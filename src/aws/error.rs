//! AWS SDK error classification.
//!
//! Every capability funnels SDK failures through [`classify`] so not-found,
//! already-exists, transient and fatal conditions are recognised the same
//! way across S3, SQS, SNS and DynamoDB.

use aws_smithy_runtime_api::client::orchestrator::HttpResponse;
use aws_smithy_runtime_api::client::result::SdkError;
use aws_smithy_types::error::display::DisplayErrorContext;
use aws_smithy_types::error::metadata::ProvideErrorMetadata;

use crate::capability::{CapabilityError, ErrorKind};

/// Error codes meaning "the resource does not exist".
const NOT_FOUND_CODES: &[&str] = &[
    "NoSuchBucket",
    "NoSuchKey",
    "NotFound",
    "AWS.SimpleQueueService.NonExistentQueue",
    "QueueDoesNotExist",
    "ResourceNotFoundException",
    "NotFoundException",
];

/// Error codes meaning "already there", tolerated by provisioning.
const ALREADY_EXISTS_CODES: &[&str] = &[
    "BucketAlreadyOwnedByYou",
    "ResourceInUseException",
    "QueueAlreadyExists",
];

const TRANSIENT_CODES: &[&str] = &[
    "Throttling",
    "ThrottlingException",
    "ThrottledException",
    "RequestThrottled",
    "RequestThrottledException",
    "TooManyRequestsException",
    "ProvisionedThroughputExceededException",
    "RequestLimitExceeded",
    "ServiceUnavailable",
    "InternalError",
    "InternalFailure",
    "InternalServerError",
    "SlowDown",
    "RequestTimeout",
    "AWS.SimpleQueueService.QueueDeletedRecently",
];

const ARGUMENT_CODES: &[&str] = &[
    "ValidationException",
    "ValidationError",
    "InvalidParameter",
    "InvalidParameterValue",
    "InvalidParameterException",
    "InvalidBucketName",
];

/// Classify an SDK failure.
pub fn classify<E: ProvideErrorMetadata>(err: &SdkError<E, HttpResponse>) -> ErrorKind {
    match err {
        SdkError::ConstructionFailure(_) => ErrorKind::Argument,
        SdkError::TimeoutError(_) | SdkError::DispatchFailure(_) | SdkError::ResponseError(_) => {
            ErrorKind::Transient
        }
        SdkError::ServiceError(ctx) => {
            classify_code(ctx.err().code(), Some(ctx.raw().status().as_u16()))
        }
        _ => ErrorKind::Fatal,
    }
}

/// Classify a service error from its code and HTTP status.
///
/// Codes win over status; status is the fallback for bodiless responses
/// such as S3 HEAD requests.
pub fn classify_code(code: Option<&str>, status: Option<u16>) -> ErrorKind {
    if let Some(code) = code {
        if NOT_FOUND_CODES.contains(&code) {
            return ErrorKind::NotFound;
        }
        if ALREADY_EXISTS_CODES.contains(&code) {
            return ErrorKind::AlreadyExists;
        }
        if TRANSIENT_CODES.contains(&code) {
            return ErrorKind::Transient;
        }
        if ARGUMENT_CODES.contains(&code) {
            return ErrorKind::Argument;
        }
    }

    match status {
        Some(404) => ErrorKind::NotFound,
        Some(429) => ErrorKind::Transient,
        Some(s) if (500..600).contains(&s) => ErrorKind::Transient,
        _ => ErrorKind::Fatal,
    }
}

/// Wrap an SDK failure with the operation and resource it affected.
pub fn provider_error<E>(
    operation: &'static str,
    resource: &str,
    err: SdkError<E, HttpResponse>,
) -> CapabilityError
where
    E: ProvideErrorMetadata + std::error::Error + Send + Sync + 'static,
{
    let kind = classify(&err);
    let code = match &err {
        SdkError::ServiceError(ctx) => ctx.err().code().map(str::to_string),
        _ => None,
    };
    let message = DisplayErrorContext(&err).to_string();

    CapabilityError::Provider {
        operation,
        resource: resource.to_string(),
        kind,
        code,
        message,
        source: Some(Box::new(err)),
    }
}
+++++
Transcribe the records exactly as given.

filename src/aws/error.rs
//! AWS SDK error classification.
//!
//! Every capability funnels SDK failures through [`classify`] so not-found,
//! already-exists, transient and fatal conditions are recognised the same
//! way across S3, SQS, SNS and DynamoDB.

use aws_smithy_runtime_api::client::orchestrator::HttpResponse;
use aws_smithy_runtime_api::client::result::SdkError;
use aws_smithy_types::error::display::DisplayErrorContext;
use aws_smithy_types::error::metadata::ProvideErrorMetadata;

use crate::capability::{CapabilityError, ErrorKind};

/// Error codes meaning "the resource does not exist".
const NOT_FOUND_CODES: &[&str] = &[
    "NoSuchBucket",
    "NoSuchKey",
    "NotFound",
    "AWS.SimpleQueueService.NonExistentQueue",
    "QueueDoesNotExist",
    "ResourceNotFoundException",
    "NotFoundException",
];

/// Error codes meaning "already there", tolerated by provisioning.
const ALREADY_EXISTS_CODES: &[&str] = &[
    "BucketAlreadyOwnedByYou",
    "ResourceInUseException",
    "QueueAlreadyExists",
];

const TRANSIENT_CODES: &[&str] = &[
    "Throttling",
    "ThrottlingException",
    "ThrottledException",
    "RequestThrottled",
    "RequestThrottledException",
    "TooManyRequestsException",
    "ProvisionedThroughputExceededException",
    "RequestLimitExceeded",
    "ServiceUnavailable",
    "InternalError",
    "InternalFailure",
    "InternalServerError",
    "SlowDown",
    "RequestTimeout",
    "AWS.SimpleQueueService.QueueDeletedRecently",
];

const ARGUMENT_CODES: &[&str] = &[
    "ValidationException",
    "ValidationError",
    "InvalidParameter",
    "InvalidParameterValue",
    "InvalidParameterException",
    "InvalidBucketName",
];

/// Classify an SDK failure.
pub fn classify<E: ProvideErrorMetadata>(err: &SdkError<E, HttpResponse>) -> ErrorKind {
    match err {
        SdkError::ConstructionFailure(_) => ErrorKind::Argument,
        SdkError::TimeoutError(_) | SdkError::DispatchFailure(_) | SdkError::ResponseError(_) => {
            ErrorKind::Transient
        }
        SdkError::ServiceError(ctx) => {
            classify_code(ctx.err().code(), Some(ctx.raw().status().as_u16()))
        }
        _ => ErrorKind::Fatal,
    }
}

/// Classify a service error from its code and HTTP status.
///
/// Codes win over status; status is the fallback for bodiless responses
/// such as S3 HEAD requests.
pub fn classify_code(code: Option<&str>, status: Option<u16>) -> ErrorKind {
    if let Some(code) = code {
        if NOT_FOUND_CODES.contains(&code) {
            return ErrorKind::NotFound;
        }
        if ALREADY_EXISTS_CODES.contains(&code) {
            return ErrorKind::AlreadyExists;
        }
        if TRANSIENT_CODES.contains(&code) {
            return ErrorKind::Transient;
        }
        if ARGUMENT_CODES.contains(&code) {
            return ErrorKind::Argument;
        }
    }

    match status {
        Some(404) => ErrorKind::NotFound,
        Some(429) => ErrorKind::Transient,
        Some(s) if (500..600).contains(&s) => ErrorKind::Transient,
        _ => ErrorKind::Fatal,
    }
}

/// Wrap an SDK failure with the operation and resource it affected.
pub fn provider_error<E>(
    operation: &'static str,
    resource: &str,
    err: SdkError<E, HttpResponse>,
) -> CapabilityError
where
    E: ProvideErrorMetadata + std::error::Error + Send + Sync + 'static,
{
    let kind = classify(&err);
    let code = match &err {
        SdkError::ServiceError(ctx) => ctx.err().code().map(str::to_string),
        _ => None,
    };
    let message = DisplayErrorContext(&err).to_string();

    CapabilityError::Provider {
        operation,
        resource: resource.to_string(),
        kind,
        code,
        message,
        source: Some(Box::new(err)),
    }
}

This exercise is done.